Collected data:
=== Section Start ===

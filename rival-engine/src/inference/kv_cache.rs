//! Sliding-window key/value cache
//!
//! Every layer owns a `[heads, window, head_dim]` buffer for keys and one for
//! values. Appends fill the window left to right; once full, the oldest
//! timesteps are shifted out so the buffer always holds the most recent
//! `valid_len` steps in their original order.

use ndarray::{Array3, Array4, ArrayView3, s};

use crate::error::{EngineError, Result};

#[derive(Debug, Clone)]
pub struct KvCache {
    keys: Vec<Array3<f32>>,
    values: Vec<Array3<f32>>,
    valid_len: usize,
    window: usize,
    heads: usize,
    head_dim: usize,
}

/// Past tensors prepared for one decode step.
#[derive(Debug, Clone)]
pub struct PastInputs {
    /// Per layer `[1, heads, target_len, head_dim]`
    pub keys: Vec<Array4<f32>>,
    pub values: Vec<Array4<f32>>,
    /// `target_len + 1` entries; the last one covers the incoming token
    pub mask: Vec<i64>,
}

impl KvCache {
    pub fn new(num_layers: usize, heads: usize, window: usize, head_dim: usize) -> Self {
        let zeros = || Array3::<f32>::zeros((heads, window, head_dim));
        Self {
            keys: (0..num_layers).map(|_| zeros()).collect(),
            values: (0..num_layers).map(|_| zeros()).collect(),
            valid_len: 0,
            window,
            heads,
            head_dim,
        }
    }

    pub fn window(&self) -> usize {
        self.window
    }

    pub fn valid_len(&self) -> usize {
        self.valid_len
    }

    pub fn num_layers(&self) -> usize {
        self.keys.len()
    }

    pub fn is_empty(&self) -> bool {
        self.valid_len == 0
    }

    /// Append `T` timesteps per layer. Each pair is `([heads, T, head_dim],
    /// [heads, T, head_dim])`, one entry per layer.
    pub fn append<'a>(&mut self, layers: &[(ArrayView3<'a, f32>, ArrayView3<'a, f32>)]) -> Result<()> {
        if layers.len() != self.keys.len() {
            return Err(EngineError::bad_shape("kv cache", "key/value"));
        }
        let Some((first, _)) = layers.first() else {
            return Ok(());
        };
        let steps = first.shape()[1];
        for (k, v) in layers {
            let expected = [self.heads, steps, self.head_dim];
            if k.shape() != expected || v.shape() != expected {
                return Err(EngineError::bad_shape("kv cache", "key/value"));
            }
        }
        if steps == 0 || self.window == 0 {
            return Ok(());
        }

        let (start, skip, take) = if steps >= self.window {
            (0, steps - self.window, self.window)
        } else {
            let overflow = (self.valid_len + steps).saturating_sub(self.window);
            (self.valid_len - overflow, 0, steps)
        };
        let overflow = self.valid_len.saturating_sub(start);

        for (layer, (k, v)) in layers.iter().enumerate() {
            for (buffer, incoming) in [(&mut self.keys[layer], k), (&mut self.values[layer], v)] {
                if steps < self.window && overflow > 0 {
                    let kept = buffer
                        .slice(s![.., overflow..self.valid_len, ..])
                        .to_owned();
                    buffer.slice_mut(s![.., 0..start, ..]).assign(&kept);
                }
                buffer
                    .slice_mut(s![.., start..start + take, ..])
                    .assign(&incoming.slice(s![.., skip..skip + take, ..]));
            }
        }
        self.valid_len = start + take;
        Ok(())
    }

    /// Most recent `min(valid_len, target_len)` timesteps placed right-aligned
    /// in zero tensors of length `target_len`, with the matching mask.
    pub fn past_inputs(&self, target_len: usize) -> PastInputs {
        let n = self.valid_len.min(target_len);
        let src = self.valid_len - n..self.valid_len;
        let dst = target_len - n..target_len;

        let realign = |buffers: &[Array3<f32>]| -> Vec<Array4<f32>> {
            buffers
                .iter()
                .map(|buffer| {
                    let mut out = Array4::<f32>::zeros((1, self.heads, target_len, self.head_dim));
                    out.slice_mut(s![0, .., dst.clone(), ..])
                        .assign(&buffer.slice(s![.., src.clone(), ..]));
                    out
                })
                .collect()
        };

        let mut mask = vec![0i64; target_len + 1];
        for m in mask.iter_mut().skip(target_len - n) {
            *m = 1;
        }

        PastInputs {
            keys: realign(&self.keys),
            values: realign(&self.values),
            mask,
        }
    }

    /// Valid timesteps of one layer as `(keys, values)` views.
    pub fn layer(&self, layer: usize) -> Option<(ArrayView3<'_, f32>, ArrayView3<'_, f32>)> {
        let k = self.keys.get(layer)?;
        let v = self.values.get(layer)?;
        Some((
            k.slice(s![.., 0..self.valid_len, ..]),
            v.slice(s![.., 0..self.valid_len, ..]),
        ))
    }

    pub fn clear(&mut self) {
        for buffer in self.keys.iter_mut().chain(self.values.iter_mut()) {
            buffer.fill(0.0);
        }
        self.valid_len = 0;
    }
}

#[cfg(test)]
mod tests {
    use super::*;

    /// `[heads, steps, dim]` tensor whose values encode `(step offset + t)`.
    fn steps(heads: usize, from: usize, count: usize, dim: usize) -> Array3<f32> {
        Array3::from_shape_fn((heads, count, dim), |(h, t, d)| {
            ((from + t) * 100 + h * 10 + d) as f32
        })
    }

    #[test]
    fn test_fills_left_to_right() {
        let mut cache = KvCache::new(1, 2, 4, 3);
        let a = steps(2, 0, 2, 3);
        cache.append(&[(a.view(), a.view())]).unwrap();
        assert_eq!(cache.valid_len(), 2);
        let (k, _) = cache.layer(0).unwrap();
        assert_eq!(k, a.view());
    }

    #[test]
    fn test_sliding_window_matches_reference() {
        let (heads, window, dim) = (2, 3, 2);
        let mut cache = KvCache::new(2, heads, window, dim);
        let full = steps(heads, 0, 7, dim);
        for t in 0..7 {
            let one = full.slice(s![.., t..t + 1, ..]);
            cache.append(&[(one, one), (one, one)]).unwrap();
        }
        assert_eq!(cache.valid_len(), window);
        let (k, v) = cache.layer(1).unwrap();
        assert_eq!(k, full.slice(s![.., 4..7, ..]));
        assert_eq!(v, full.slice(s![.., 4..7, ..]));
    }

    #[test]
    fn test_keys_and_values_kept_apart() {
        let mut cache = KvCache::new(1, 1, 3, 2);
        let keys = steps(1, 0, 4, 2);
        let values = keys.mapv(|x| -x);
        cache
            .append(&[(keys.slice(s![.., 0..2, ..]), values.slice(s![.., 0..2, ..]))])
            .unwrap();
        cache
            .append(&[(keys.slice(s![.., 2..4, ..]), values.slice(s![.., 2..4, ..]))])
            .unwrap();
        let (k, v) = cache.layer(0).unwrap();
        assert_eq!(k, keys.slice(s![.., 1..4, ..]));
        assert_eq!(v, values.slice(s![.., 1..4, ..]));
    }

    #[test]
    fn test_oversized_append_keeps_tail() {
        let mut cache = KvCache::new(1, 1, 3, 1);
        let big = steps(1, 0, 5, 1);
        cache.append(&[(big.view(), big.view())]).unwrap();
        let (k, _) = cache.layer(0).unwrap();
        assert_eq!(k, big.slice(s![.., 2..5, ..]));
    }

    #[test]
    fn test_past_inputs_right_aligned() {
        let mut cache = KvCache::new(1, 1, 4, 1);
        let a = steps(1, 0, 2, 1);
        cache.append(&[(a.view(), a.view())]).unwrap();

        let past = cache.past_inputs(3);
        assert_eq!(past.mask, vec![0, 1, 1, 1]);
        let k = &past.keys[0];
        assert_eq!(k.shape(), &[1, 1, 3, 1]);
        assert_eq!(k[[0, 0, 0, 0]], 0.0);
        assert_eq!(k[[0, 0, 1, 0]], a[[0, 0, 0]]);
        assert_eq!(k[[0, 0, 2, 0]], a[[0, 1, 0]]);

        // shorter target keeps the newest steps
        let past = cache.past_inputs(1);
        assert_eq!(past.mask, vec![1, 1]);
        assert_eq!(past.keys[0][[0, 0, 0, 0]], a[[0, 1, 0]]);
    }

    #[test]
    fn test_shape_mismatch_rejected() {
        let mut cache = KvCache::new(1, 2, 4, 3);
        let wrong = steps(1, 0, 1, 3);
        assert!(cache.append(&[(wrong.view(), wrong.view())]).is_err());
        let a = steps(2, 0, 1, 3);
        assert!(cache.append(&[]).is_err());
        cache.append(&[(a.view(), a.view())]).unwrap();
        cache.clear();
        assert!(cache.is_empty());
    }
}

=== Section End ===

REQUIREMENT:
Starting at the line above that contains "Array3::from_shape_fn((heads, count, dim), |(h, t, d)|", repeat each line exactly up to and including the line that contains "let one = full.slice(s![.., t..t", and stop there.

COMPLETED TASK:
        Array3::from_shape_fn((heads, count, dim), |(h, t, d)| {
            ((from + t) * 100 + h * 10 + d) as f32
        })
    }

    #[test]
    fn test_fills_left_to_right() {
        let mut cache = KvCache::new(1, 2, 4, 3);
        let a = steps(2, 0, 2, 3);
        cache.append(&[(a.view(), a.view())]).unwrap();
        assert_eq!(cache.valid_len(), 2);
        let (k, _) = cache.layer(0).unwrap();
        assert_eq!(k, a.view());
    }

    #[test]
    fn test_sliding_window_matches_reference() {
        let (heads, window, dim) = (2, 3, 2);
        let mut cache = KvCache::new(2, heads, window, dim);
        let full = steps(heads, 0, 7, dim);
        for t in 0..7 {
            let one = full.slice(s![.., t..t + 1, ..]);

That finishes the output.